Linezolid concentrations have been determined in various fluids from a limited number of subjects in volunteer studies following multiple dosing. The ratio of linezolid in saliva and sweat relative to plasma was 1,2:1,0 and 0,55:1,0 respectively. The ratio for epithelial lining fluid and alveolar cells of the lung was 4,5:1,0 and 0,15:1,0, when measured at steady-state Cmax respectively. In a small study of subjects with ventricularperitoneal shunts and essentially non-inflamed meninges, the ratio of linezolid in cerebrospinal fluid to plasma at Cmax was 0,7:1,0 after linezolid dosing.
Linezolid is metabolised by a non-enzymatic process. Metabolic oxidation of the morpholine ring results primarily in two inactive open-ring carboxylic acid derivatives. The hydroxyethyl glycine metabolite (B) is the predominant human metabolite and the amino ethoxy acetic acid metabolite (A) is less abundant. Linezolid is not detectably metabolised by cytochrome P450 (CYP) isoenzymes in vitro and it does not inhibit the activities of clinically significant human CYP isoforms (1A2, 2C9, 2C19, 2D6, 2E1, 3A4). Linezolid does not significantly induce major cytochrome P450 isoenzymes in rats and does not induce human CYP2C9.
Under steady-state conditions, linezolid is primarily excreted in the urine as metabolite B (40%), parent drug (30-35%) and metabolite A (10%). The elimination half-life of the parent drug averages at about 5-7 hours. Non-renal clearance accounts for approximately 65% of the total clearance of linezolid.
The pharmacokinetics of linezolid is not significantly altered in elderly patients aged 65 and over.

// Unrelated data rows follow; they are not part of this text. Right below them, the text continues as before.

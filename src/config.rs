use std::time::Duration;

/// Configuration for a [`crate::client::Client`] session.
///
/// One config corresponds to one authenticated session: the auth token is
/// carried both in REST request headers and in the realtime identification
/// handshake.
#[derive(Debug, Clone)]
pub struct ClientConfig {
    /// Base URL of the REST API, without a trailing slash.
    pub api_base_url: String,
    /// URL of the realtime WebSocket endpoint.
    pub ws_url: String,
    /// Session auth token.
    pub auth_token: String,
    /// Id of the authenticated user; used to distinguish self- from
    /// peer-authored messages.
    pub user_id: String,
    /// Interval of the polling fallback loop.
    pub poll_interval: Duration,
    /// Per-request timeout for REST fetches.
    pub fetch_timeout: Duration,
    /// Attempt ceiling for initial-load retries.
    pub fetch_retry_attempts: u32,
    /// Attempt ceiling for realtime reconnection before giving up and
    /// leaving the polling fallback as the only sync path.
    pub max_reconnect_attempts: u32,
    /// Upper bound on the reconnect backoff delay.
    pub reconnect_backoff_cap: Duration,
}

impl ClientConfig {
    pub fn new(
        api_base_url: impl Into<String>,
        ws_url: impl Into<String>,
        auth_token: impl Into<String>,
        user_id: impl Into<String>,
    ) -> Self {
        Self {
            api_base_url: api_base_url.into(),
            ws_url: ws_url.into(),
            auth_token: auth_token.into(),
            user_id: user_id.into(),
            poll_interval: Duration::from_secs(5),
            fetch_timeout: Duration::from_secs(10),
            fetch_retry_attempts: 3,
            max_reconnect_attempts: 5,
            reconnect_backoff_cap: Duration::from_secs(30),
        }
    }
}
pub mod conversation;
pub mod events;
pub mod message;
pub mod presence;
pub mod wire;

No dose adjustment is necessary in patients with either mild, moderate or severe renal insufficiency, as linezolid clearance is independent of creatinine clearance. There is evidence that the primary metabolites of linezolid accumulate in patients with severe renal insufficiency (i.e. CLCR <30 ml/min). The clinical significance of this has not yet been established. As approximately 30% of a dose is removed during 3 hours of haemodialysis (beginning 3 hours after administration), ZYVOXID should be given after dialysis in patients receiving such treatment.
The pharmacokinetics of linezolid are not altered in patients with mild to moderate hepatic insufficiency. Dose adjustment in such patients is, therefore, not required. The pharmacokinetics of linezolid in patients with severe hepatic insufficiency has not been evaluated. However, as linezolid is metabolised by a nonenzymatic process, impairment of hepatic function would not be expected to significantly alter its metabolism.

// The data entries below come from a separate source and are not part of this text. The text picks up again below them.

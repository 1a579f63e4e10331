use chrono::{DateTime, Utc};

/// Outbound presence signal, driven by app visibility.
#[derive(Debug, Clone, Copy, PartialEq, Eq)]
pub enum Presence {
    Active,
    Inactive,
}

/// A change in a peer's presence, published on the event bus.
#[derive(Debug, Clone, PartialEq)]
pub struct PresenceUpdate {
    pub user_id: String,
    pub online: bool,
    /// Set only on transition to offline.
    pub last_seen: Option<DateTime<Utc>>,
}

The pharmacokinetics of linezolid following a single IV dose were investigated in paediatric patients ranging in age from birth through 17 years (including premature and full-term neonates).
The Cmax and the volume of distribution (Vss) are similar regardless of age in paediatric patients. However, clearance of linezolid varies as a function of age. With the exclusion of pre-term neonates less than one week of age, clearance is most rapid in the youngest age groups ranging from >1 week old to 11 years, resulting in lower single-dose systemic exposure (AUC) and shorter half-life as compared with adults. As age of paediatric patients increases, the clearance of linezolid gradually decreases, and by adolescence mean clearance values approach these observed for the adult population. There is wider inter-subject variability in linezolid clearance and systemic drug exposure (AUC) across all paediatric age groups as compared with adults.